Se libérer du vieil ordre économique mondial

Les événements de la semaine écoulée confirment l’émergence d’un nouvel ordre économique mondial, portée par une révolte grandissante contre l’« ordre fondé sur les règles » dicté par l’Ouest. Dans le « Sud global », le refus de se laisser entraîner dans l’affrontement géopolitique avec la Russie et la Chine s’affirme, tandis qu’un nouveau mouvement non-aligné en gestation aspire à mettre fin au nouveau colonialisme, marqué par le sous-développement et l’apartheid technologique sous quelque prétexte que ce soit.

Le président chinois Xi Jinping l’a exprimé ainsi le 16 octobre lors d’un grand discours : « Le monde se trouve à nouveau à une croisée des chemins de l’histoire, et sa voie future sera décidée par tous les peuples du monde ». Autrement dit, pas seulement par les puissants (voir ci-dessous).

Quelques jours avant, des responsables de 27 nations s’étaient réunis à Astana, au Kazakhstan, pour le sommet de la Conférence pour l’interaction et les mesures de confiance en Asie (CICA), qui regroupe la Chine, l’Inde et la Russie, en plus de 23 autres pays d’Asie et d’Asie du sud-ouest. Le président Poutine, soutenu en cela par d’autres intervenants, a déclaré à cette occasion que « le monde devient véritablement multipolaire et l’Asie, où se renforcent de nouveaux centres de pouvoir, y joue un rôle majeur, sinon le rôle clé. (…) Les pays asiatiques sont les moteurs de la croissance économique mondiale. »

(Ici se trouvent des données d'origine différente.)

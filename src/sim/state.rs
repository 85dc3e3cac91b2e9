//! Game state and core simulation types
//!
//! Entities shared by both variants. Each variant owns its own world struct
//! (`BreakoutState`, `PongState`) built from these.

use std::fmt;
use std::str::FromStr;

use anyhow::{Context, bail};
use glam::Vec2;
use serde::{Deserialize, Serialize};

use crate::sign;

/// Breakout run state. The update step is a no-op while paused; rendering
/// continues and draws an overlay.
#[derive(Debug, Clone, Copy, PartialEq, Eq, Default, Serialize, Deserialize)]
pub enum GamePhase {
    #[default]
    Running,
    Paused,
}

impl GamePhase {
    pub fn toggled(self) -> Self {
        match self {
            GamePhase::Running => GamePhase::Paused,
            GamePhase::Paused => GamePhase::Running,
        }
    }
}

/// Ball tint. Flame is applied by the `flame` power-up.
#[derive(Debug, Clone, Copy, PartialEq, Eq, Default)]
pub enum BallColor {
    #[default]
    Normal,
    Flame,
}

impl BallColor {
    pub fn as_css(&self) -> &'static str {
        match self {
            BallColor::Normal => "#fff",
            BallColor::Flame => "red",
        }
    }

    pub fn from_css(s: &str) -> Option<Self> {
        match s.to_lowercase().as_str() {
            "#fff" | "#ffffff" | "white" => Some(BallColor::Normal),
            "red" | "#f00" | "#ff0000" => Some(BallColor::Flame),
            _ => None,
        }
    }
}

/// A ball entity
#[derive(Debug, Clone, PartialEq)]
pub struct Ball {
    pub pos: Vec2,
    /// Pixels per frame
    pub vel: Vec2,
    pub radius: f32,
    pub color: BallColor,
}

impl Ball {
    pub fn new(pos: Vec2, vel: Vec2, radius: f32) -> Self {
        Self {
            pos,
            vel,
            radius,
            color: BallColor::Normal,
        }
    }

    /// Explicit Euler step, one frame
    pub fn step(&mut self) {
        self.pos += self.vel;
    }

    /// Recenter and rebase the speed, keeping each component's direction.
    /// A zero component (only reachable from a hand-built state) serves
    /// rightward and upward.
    pub fn reset(&mut self, center: Vec2, base_speed: f32) {
        let dir_x = if self.vel.x == 0.0 { 1.0 } else { sign(self.vel.x) };
        let dir_y = if self.vel.y == 0.0 { -1.0 } else { sign(self.vel.y) };
        self.pos = center;
        self.vel = Vec2::new(base_speed * dir_x, base_speed * dir_y);
    }
}

/// Axis a paddle slides along
#[derive(Debug, Clone, Copy, PartialEq, Eq)]
pub enum Axis {
    Horizontal,
    Vertical,
}

/// A paddle. `pos` is the top-left corner.
#[derive(Debug, Clone, PartialEq)]
pub struct Paddle {
    pub pos: Vec2,
    pub size: Vec2,
    pub axis: Axis,
    /// Velocity along `axis`, pixels per frame
    pub vel: f32,
}

impl Paddle {
    pub fn new(pos: Vec2, size: Vec2, axis: Axis) -> Self {
        Self {
            pos,
            size,
            axis,
            vel: 0.0,
        }
    }

    /// Move by one frame of velocity and clamp into `[0, field - size]`
    pub fn step(&mut self, field: Vec2) {
        match self.axis {
            Axis::Horizontal => {
                let max = (field.x - self.size.x).max(0.0);
                self.pos.x = (self.pos.x + self.vel).clamp(0.0, max);
            }
            Axis::Vertical => {
                let max = (field.y - self.size.y).max(0.0);
                self.pos.y = (self.pos.y + self.vel).clamp(0.0, max);
            }
        }
    }

    pub fn center(&self) -> Vec2 {
        self.pos + self.size / 2.0
    }
}

/// Block lifecycle. Serialized as the integers 1 (active) and 0 (destroyed).
#[derive(Debug, Clone, Copy, PartialEq, Eq, Serialize, Deserialize)]
#[serde(into = "u8", try_from = "u8")]
pub enum BlockStatus {
    Active,
    Destroyed,
}

impl From<BlockStatus> for u8 {
    fn from(status: BlockStatus) -> u8 {
        match status {
            BlockStatus::Active => 1,
            BlockStatus::Destroyed => 0,
        }
    }
}

impl TryFrom<u8> for BlockStatus {
    type Error = String;

    fn try_from(value: u8) -> Result<Self, Self::Error> {
        match value {
            1 => Ok(BlockStatus::Active),
            0 => Ok(BlockStatus::Destroyed),
            other => Err(format!("invalid block status {other}")),
        }
    }
}

/// Power-up tag carried by a breakout block
#[derive(Debug, Clone, Copy, PartialEq, Eq, Serialize, Deserialize)]
#[serde(rename_all = "snake_case")]
pub enum PowerUp {
    Flame,
    DoublePower,
    Speed,
}

/// Display color, written as `#RRGGBB`
#[derive(Debug, Clone, Copy, PartialEq, Eq, Default, Serialize, Deserialize)]
#[serde(into = "String", try_from = "String")]
pub struct Rgb(pub [u8; 3]);

impl Rgb {
    pub const WHITE: Rgb = Rgb([0xFF, 0xFF, 0xFF]);

    /// Scale each channel by `(100 + percent)%`, saturating at 255
    pub fn shade(&self, percent: i32) -> Rgb {
        let scale = |c: u8| -> u8 { ((c as i32 * (100 + percent)) / 100).clamp(0, 255) as u8 };
        Rgb([scale(self.0[0]), scale(self.0[1]), scale(self.0[2])])
    }
}

impl fmt::Display for Rgb {
    fn fmt(&self, f: &mut fmt::Formatter<'_>) -> fmt::Result {
        let [r, g, b] = self.0;
        write!(f, "#{r:02X}{g:02X}{b:02X}")
    }
}

impl FromStr for Rgb {
    type Err = anyhow::Error;

    fn from_str(s: &str) -> Result<Self, Self::Err> {
        let Some(hex) = s.strip_prefix('#') else {
            bail!("color {s:?} does not start with '#'");
        };
        if hex.len() != 6 || !hex.chars().all(|c| c.is_ascii_hexdigit()) {
            bail!("color {s:?} is not #RRGGBB");
        }
        let channel = |i: usize| {
            u8::from_str_radix(&hex[i..i + 2], 16).with_context(|| format!("color {s:?}"))
        };
        Ok(Rgb([channel(0)?, channel(2)?, channel(4)?]))
    }
}

impl From<Rgb> for String {
    fn from(rgb: Rgb) -> String {
        rgb.to_string()
    }
}

impl TryFrom<String> for Rgb {
    type Error = anyhow::Error;

    fn try_from(s: String) -> Result<Self, Self::Error> {
        s.parse()
    }
}

/// A destructible block. `pos` is the top-left corner.
#[derive(Debug, Clone, Copy, PartialEq)]
pub struct Block {
    pub pos: Vec2,
    pub size: Vec2,
    pub status: BlockStatus,
    pub color: Rgb,
    pub power: Option<PowerUp>,
}

impl Block {
    pub fn is_active(&self) -> bool {
        self.status == BlockStatus::Active
    }

    /// Strict point-in-rectangle test
    pub fn contains(&self, point: Vec2) -> bool {
        point.x > self.pos.x
            && point.x < self.pos.x + self.size.x
            && point.y > self.pos.y
            && point.y < self.pos.y + self.size.y
    }
}

/// Which pong paddle
#[derive(Debug, Clone, Copy, PartialEq, Eq, Serialize, Deserialize)]
pub enum Side {
    Player,
    Ai,
}

impl Side {
    pub fn opponent(self) -> Side {
        match self {
            Side::Player => Side::Ai,
            Side::Ai => Side::Player,
        }
    }
}

/// Something that happened during one tick. Consumed by audio and visual
/// effects; the buffer is cleared at the start of every tick.
#[derive(Debug, Clone, PartialEq)]
pub enum GameEvent {
    WallBounce,
    PaddleBounce { side: Side },
    BlockDestroyed { index: usize, block: Block },
    PowerUpActivated(PowerUp),
    PowerUpExpired(PowerUp),
    BallReset,
    PointScored { side: Side },
    LevelUp { level: u32 },
}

Comme au cours de multiples conférences internationales récemment organisées en dehors du format strictement occidental, les possibilités de passer outre le système financier actuel ont été discutées, de même que l’utilisation des monnaies nationales dans le commerce bilatéral.

Même de solides alliés traditionnels de Washington et de Londres, comme l’Arabie saoudite et la Turquie, rompent les rangs. Malgré les pressions et menaces de la part de l’administration Biden, Riad a opté pour une réduction de la production de pétrole par l’OPEC+. De son côté, le président turc Erdogan s’efforce de négocier avec Poutine la fin du conflit ukrainien et a récemment commandé des systèmes de défense antimissile à la Russie.

Le Fonds monétaire international lui-même reconnaît l’échec du système dominant à réduire la pauvreté et à favoriser la paix. Son Rapport sur la stabilité financière mondiale, publié le 11 octobre, est brutal : « Le pire est encore à venir, et pour beaucoup de gens, 2023 ressemblera à une récession », en raison d’un « environnement de stabilité financière inhabituellement difficile ».

« L’année prochaine va être douloureuse, a déclaré le 11 octobre à CNBC Pierre-Olivier Gourinchas, économiste en chef du FMI. « Il y aura de forts ralentissements et beaucoup de difficultés économiques. » Axel van Trotsenburg, l’un des directeurs de la Banque mondiale, a abondé dans le même sens, constatant que « l’extrême pauvreté augmente à nouveau » et que « 47 % de la population mondiale vit dans la pauvreté. C’est donc très clair, les gens souffrent. »

C’est le constat de deux institutions piliers de l’« ordre » mondial actuel. Quelle conclusion en tirer ? Voulons-nous continuer ainsi ? La réponse explique pourquoi, même en Europe et aux États-Unis, les gens descendent dans la rue pour exiger un changement fondamental.